Task to complete:
Go through the entries below and copy every line that holds the word "shared".

Data records:
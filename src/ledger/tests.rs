use std::str::FromStr;

use anyhow::Result;
use chrono::{DateTime, TimeZone, Utc};
use rust_decimal::Decimal;

use super::{merge_transactions, normalize_external, normalize_transfer, paginate, total_pages};
use crate::models::{ExternalTransaction, Transaction, TransactionKind, TransferRecord};

fn create_transfer(id: &str, amount: &str, sender: &str, receiver: &str, created_at: DateTime<Utc>) -> Result<TransferRecord> {
    Ok(TransferRecord {
        id: id.to_string(),
        name: format!("Transfer {id}"),
        amount: Decimal::from_str(amount)?,
        created_at,
        channel: "online".to_string(),
        category: "Transfer".to_string(),
        sender_bank_id: sender.to_string(),
        receiver_bank_id: receiver.to_string()
    })
}

fn create_external(id: &str, amount: &str, date: DateTime<Utc>) -> Result<ExternalTransaction> {
    Ok(ExternalTransaction {
        id: id.to_string(),
        name: format!("External {id}"),
        payment_channel: "online".to_string(),
        account_id: "acc-1".to_string(),
        amount: Decimal::from_str(amount)?,
        pending: false,
        category: "Food and Drink".to_string(),
        date,
        image: None
    })
}

fn timestamp(day: u32, hour: u32) -> DateTime<Utc> {
    Utc.with_ymd_and_hms(2024, 1, day, hour, 0, 0).unwrap()
}

fn sample_row(id: &str, date: DateTime<Utc>) -> Transaction {
    Transaction {
        id: id.to_string(),
        name: id.to_string(),
        amount: Decimal::ONE,
        kind: TransactionKind::Credit,
        date,
        payment_channel: "online".to_string(),
        category: "".to_string(),
        pending: false,
        image: None
    }
}

#[test]
fn test_transfer_from_sender_side_is_negative_debit() -> Result<()> {
    let transfer = create_transfer("t1", "15.00", "A", "B", timestamp(3, 0))?;
    let row = normalize_transfer(&transfer, &"A".to_string());

    assert_eq!(row.amount, Decimal::from_str("-15.00")?);
    assert_eq!(row.kind, TransactionKind::Debit);

    Ok(())
}

#[test]
fn test_transfer_from_receiver_side_is_positive_credit() -> Result<()> {
    let transfer = create_transfer("t1", "15.00", "A", "B", timestamp(3, 0))?;
    let row = normalize_transfer(&transfer, &"B".to_string());

    assert_eq!(row.amount, Decimal::from_str("15.00")?);
    assert_eq!(row.kind, TransactionKind::Credit);

    Ok(())
}

#[test]
fn test_transfer_referencing_neither_side_fails_open_as_credit() -> Result<()> {
    let transfer = create_transfer("t1", "15.00", "A", "B", timestamp(3, 0))?;
    let row = normalize_transfer(&transfer, &"C".to_string());

    assert_eq!(row.amount, Decimal::from_str("15.00")?);
    assert_eq!(row.kind, TransactionKind::Credit);

    Ok(())
}

#[test]
fn test_external_outflow_becomes_negative_debit() -> Result<()> {
    let external = create_external("e1", "20.00", timestamp(2, 0))?;
    let row = normalize_external(&external);

    assert_eq!(row.amount, Decimal::from_str("-20.00")?);
    assert_eq!(row.kind, TransactionKind::Debit);

    Ok(())
}

#[test]
fn test_external_inflow_becomes_positive_credit() -> Result<()> {
    let external = create_external("e2", "-500.00", timestamp(2, 0))?;
    let row = normalize_external(&external);

    assert_eq!(row.amount, Decimal::from_str("500.00")?);
    assert_eq!(row.kind, TransactionKind::Credit);

    Ok(())
}

#[test]
fn test_merge_preserves_every_row_and_sorts_descending() {
    let external = vec![sample_row("e1", timestamp(2, 0)), sample_row("e2", timestamp(5, 0))];
    let transfers = vec![sample_row("t1", timestamp(3, 0)), sample_row("t2", timestamp(1, 0))];

    let merged = merge_transactions(external, transfers);

    assert_eq!(merged.len(), 4);

    for pair in merged.windows(2) {
        assert!(pair[0].date >= pair[1].date);
    }

    let order: Vec<&str> = merged.iter().map(|row| row.id.as_str()).collect();
    assert_eq!(order, vec!["e2", "t1", "e1", "t2"]);
}

#[test]
fn test_merge_breaks_timestamp_ties_deterministically() {
    let same_instant = timestamp(4, 12);
    let external = vec![sample_row("e1", same_instant)];
    let transfers = vec![sample_row("t1", same_instant)];

    let merged = merge_transactions(external, transfers);

    // Stable sort keeps source order: externals ahead of transfers.
    assert_eq!(merged[0].id, "e1");
    assert_eq!(merged[1].id, "t1");
}

#[test]
fn test_merge_with_one_empty_source_returns_other_sorted() {
    let transfers = vec![sample_row("t1", timestamp(1, 0)), sample_row("t2", timestamp(2, 0))];

    let merged = merge_transactions(Vec::new(), transfers);

    assert_eq!(merged.len(), 2);
    assert_eq!(merged[0].id, "t2");
}

#[test]
fn test_merge_keeps_duplicate_ids_from_different_sources() {
    let external = vec![sample_row("shared", timestamp(2, 0))];
    let transfers = vec![sample_row("shared", timestamp(1, 0))];

    assert_eq!(merge_transactions(external, transfers).len(), 2);
}

#[test]
fn test_merged_transfer_sorts_ahead_of_older_external() -> Result<()> {
    let external = vec![normalize_external(&create_external("e1", "20.00", timestamp(2, 0))?)];
    let transfer = create_transfer("t1", "15.00", "A", "B", timestamp(3, 0))?;
    let transfers = vec![normalize_transfer(&transfer, &"A".to_string())];

    let merged = merge_transactions(external, transfers);

    assert_eq!(merged[0].id, "t1");
    assert_eq!(merged[0].amount, Decimal::from_str("-15.00")?);
    assert_eq!(merged[0].kind, TransactionKind::Debit);
    assert_eq!(merged[1].id, "e1");
    assert_eq!(merged[1].amount, Decimal::from_str("-20.00")?);

    Ok(())
}

#[test]
fn test_pagination_covers_the_sequence_exactly_once() {
    let rows: Vec<Transaction> = (0..23).map(|i| sample_row(&format!("r{i}"), timestamp(1, 0))).collect();
    let pages = total_pages(rows.len());

    assert_eq!(pages, 3);

    let mut reassembled = Vec::new();
    for page in 1..=pages {
        reassembled.extend(paginate(&rows, page).iter().map(|row| row.id.clone()));
    }

    let original: Vec<String> = rows.iter().map(|row| row.id.clone()).collect();
    assert_eq!(reassembled, original);
}

#[test]
fn test_page_zero_clamps_to_first_page() {
    let rows: Vec<Transaction> = (0..15).map(|i| sample_row(&format!("r{i}"), timestamp(1, 0))).collect();

    assert_eq!(paginate(&rows, 0), paginate(&rows, 1));
    assert_eq!(paginate(&rows, 1).len(), 10);
}

#[test]
fn test_page_beyond_range_is_empty() {
    let rows: Vec<Transaction> = (0..5).map(|i| sample_row(&format!("r{i}"), timestamp(1, 0))).collect();

    assert!(paginate(&rows, 2).is_empty());
    assert!(paginate(&rows, 99).is_empty());
}

#[test]
fn test_empty_sequence_still_reports_one_page() {
    let rows: Vec<Transaction> = Vec::new();

    assert_eq!(total_pages(0), 1);
    assert!(paginate(&rows, 1).is_empty());
}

Result for this exercise:
    let external = vec![sample_row("shared", timestamp(2, 0))];
    let transfers = vec![sample_row("shared", timestamp(1, 0))];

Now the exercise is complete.